::: SOURCE INFORMATION
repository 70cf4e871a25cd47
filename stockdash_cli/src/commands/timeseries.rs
use anyhow::Result;
use clap::Args;
use stockdash_lib::performance::{self, DateRange, PlotType, SymbolSeries};
use stockdash_lib::{Config, Store};

use crate::output::{build_series_rows, print_json, print_rows, OutputFormat};

#[derive(Args)]
pub struct TimeseriesArgs {
    /// Stock to show
    pub symbol: String,

    /// Second stock to compare against
    #[arg(long)]
    pub compare: Option<String>,

    /// Window ending at the latest date: ytd or <N>D (e.g. 30D, 365D)
    #[arg(long, default_value = "183D")]
    pub range: DateRange,

    /// daily-trade, performance-index or daily-price
    #[arg(long, default_value = "daily-trade")]
    pub plot: PlotType,
}

pub fn run(args: &TimeseriesArgs, config: &Config, format: &OutputFormat) -> Result<()> {
    let store = Store::new(&config.database_path);
    let since = performance::default_start_date();
    let details = store.stock_details()?;
    let name_of = |symbol: &str| {
        details
            .iter()
            .find(|d| d.symbol == symbol)
            .and_then(|d| d.name.as_deref())
    };

    let symbol = args.symbol.trim().to_uppercase();
    let primary_points = store.stock_timeseries(&symbol, since)?;
    let compare = args.compare.as_ref().map(|s| s.trim().to_uppercase());
    let compare_points = match &compare {
        Some(other) => store.stock_timeseries(other, since)?,
        None => Vec::new(),
    };

    let primary = SymbolSeries {
        symbol: &symbol,
        name: name_of(&symbol),
        points: &primary_points,
    };
    let second = compare.as_deref().map(|other| SymbolSeries {
        symbol: other,
        name: name_of(other),
        points: &compare_points,
    });

    let comparing = second.is_some();
    let options: Vec<String> = performance::plot_options(comparing)
        .into_iter()
        .map(|(plot, enabled)| {
            if enabled {
                plot.label().to_string()
            } else {
                format!("{} (disabled)", plot.label())
            }
        })
        .collect();
    tracing::debug!(plots = %options.join(", "), "Plot options");

    let chart = performance::build_chart(Some(primary), second, args.range, args.plot)?;
    if chart.plot != args.plot {
        eprintln!(
            "{} is not available here, showing {}",
            args.plot.label(),
            chart.plot.label()
        );
    }

    match format {
        OutputFormat::Json => print_json(&chart),
        _ => {
            eprintln!("{}", chart.title);
            eprintln!("{}", chart.subtitle);
            let points: Vec<_> = chart
                .series
                .iter()
                .flat_map(|s| s.points.iter().cloned())
                .collect();
            print_rows(&build_series_rows(&points), format)?;
        }
    }
    Ok(())
}
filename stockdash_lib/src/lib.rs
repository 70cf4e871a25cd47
//! Library layer for the NASDAQ stock dashboard: SQLite storage, CSV loaders,
//! incremental price fetching and the data shaping behind the overview and
//! timeseries views.

pub mod config;
pub mod db;
pub mod error;
pub mod fetch;
pub mod history;
pub mod market;
pub mod models;
pub mod performance;
pub mod query;
pub mod screener;
pub mod tiingo;
pub mod watermark;
pub mod yahoo;

pub use marketdata_api;
pub use marketdata_api::types::DailyBar;

pub use config::{Config, ConfigError, Provider};
pub use db::{Db, DbError};
pub use error::{IngestError, ViewError};
pub use fetch::{FetchError, FetchEvent, FetchOptions, FetchReport, PriceSource};
pub use models::{AppendSummary, EtfDetail, StockDetail, TableCounts, TimeseriesPoint};
pub use query::{QueryError, QueryResult, Store};
pub use tiingo::{TiingoClient, TiingoError};
pub use watermark::{WatermarkError, Watermarks};
pub use yahoo::YahooSource;
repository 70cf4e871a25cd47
mod client;
mod errors;
mod query;
pub mod types;
mod user_agent;
pub use self::client::Client;
pub use self::errors::Error;
pub use self::query::{ChartQuery, Interval, Query};
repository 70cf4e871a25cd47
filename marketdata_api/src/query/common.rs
//! Shared query infrastructure: the [`Query`] trait.

use url::Url;

/// Trait implemented by all query builders. Provides URL serialization.
pub trait Query {
    /// Appends this query's parameters to the given URL, returning the modified URL.
    fn add_to_url(&self, url: &Url) -> Url;
}
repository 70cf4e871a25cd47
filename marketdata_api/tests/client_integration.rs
use chrono::NaiveDate;
use marketdata_api::{ChartQuery, Client, Error};
use wiremock::matchers::{method, path, query_param};
use wiremock::{Mock, MockServer, ResponseTemplate};

fn load_fixture(name: &str) -> String {
    std::fs::read_to_string(format!("tests/fixtures/{}", name)).unwrap()
}

fn query() -> ChartQuery {
    ChartQuery::new(NaiveDate::from_ymd_opt(2024, 1, 11).unwrap())
}

#[tokio::test]
async fn get_daily_bars_success() {
    let mock_server = MockServer::start().await;
    let body = load_fixture("chart_aapl.json");

    Mock::given(method("GET"))
        .and(path("/v8/finance/chart/AAPL"))
        .and(query_param("period1", "1704931200"))
        .and(query_param("interval", "1d"))
        .respond_with(ResponseTemplate::new(200).set_body_string(&body))
        .mount(&mock_server)
        .await;

    let client = Client::with_base_url(&mock_server.uri());
    let bars = client.get_daily_bars("AAPL", &query()).await.unwrap();
    assert_eq!(bars.len(), 3);
    assert_eq!(bars[0].close, 185.59);
}

#[tokio::test]
async fn get_chart_returns_raw_payload() {
    let mock_server = MockServer::start().await;
    let body = load_fixture("chart_aapl.json");

    Mock::given(method("GET"))
        .and(path("/v8/finance/chart/AAPL"))
        .respond_with(ResponseTemplate::new(200).set_body_string(&body))
        .mount(&mock_server)
        .await;

    let client = Client::with_base_url(&mock_server.uri());
    let resp = client.get_chart("AAPL", &query()).await.unwrap();
    assert_eq!(resp.chart.result.unwrap()[0].meta.symbol, "AAPL");
}

#[tokio::test]
async fn get_daily_bars_not_found_is_empty() {
    let mock_server = MockServer::start().await;

    Mock::given(method("GET"))
        .and(path("/v8/finance/chart/ZZZZ"))
        .respond_with(
            ResponseTemplate::new(404).set_body_string(load_fixture("chart_not_found.json")),
        )
        .mount(&mock_server)
        .await;

    let client = Client::with_base_url(&mock_server.uri());
    let bars = client.get_daily_bars("ZZZZ", &query()).await.unwrap();
    assert!(bars.is_empty());
}

#[tokio::test]
async fn get_daily_bars_provider_error() {
    let mock_server = MockServer::start().await;

    Mock::given(method("GET"))
        .and(path("/v8/finance/chart/AAPL"))
        .respond_with(
            ResponseTemplate::new(200).set_body_string(load_fixture("chart_not_found.json")),
        )
        .mount(&mock_server)
        .await;

    let client = Client::with_base_url(&mock_server.uri());
    let err = client.get_daily_bars("AAPL", &query()).await.unwrap_err();
    match err {
        Error::Provider { code, .. } => assert_eq!(code, "Not Found"),
        other => panic!("unexpected error: {:?}", other),
    }
}

#[tokio::test]
async fn get_daily_bars_server_error() {
    let mock_server = MockServer::start().await;

    Mock::given(method("GET"))
        .and(path("/v8/finance/chart/AAPL"))
        .respond_with(ResponseTemplate::new(500).set_body_string("Internal Server Error"))
        .mount(&mock_server)
        .await;

    let client = Client::with_base_url(&mock_server.uri());
    let err = client.get_daily_bars("AAPL", &query()).await.unwrap_err();
    assert!(matches!(err, Error::HttpStatus { status: 500, .. }));
}

#[tokio::test]
async fn get_daily_bars_malformed_json() {
    let mock_server = MockServer::start().await;

    Mock::given(method("GET"))
        .and(path("/v8/finance/chart/AAPL"))
        .respond_with(ResponseTemplate::new(200).set_body_string("{not valid json}"))
        .mount(&mock_server)
        .await;

    let client = Client::with_base_url(&mock_server.uri());
    let result = client.get_daily_bars("AAPL", &query()).await;
    assert!(matches!(result, Err(Error::RequestFailed)));
}

#[tokio::test]
async fn unreachable_host_is_request_failed() {
    let client = Client::with_base_url("http://127.0.0.1:9")
        .with_timeout(std::time::Duration::from_secs(2));
    let result = client.get_daily_bars("AAPL", &query()).await;
    assert!(matches!(result, Err(Error::RequestFailed)));
}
::::::
TASK OBJECTIVE:
Using the listing above, pick out each line that contains the word "details", then copy it.

EXERCISE SOLUTION:
    let details = store.stock_details()?;
        details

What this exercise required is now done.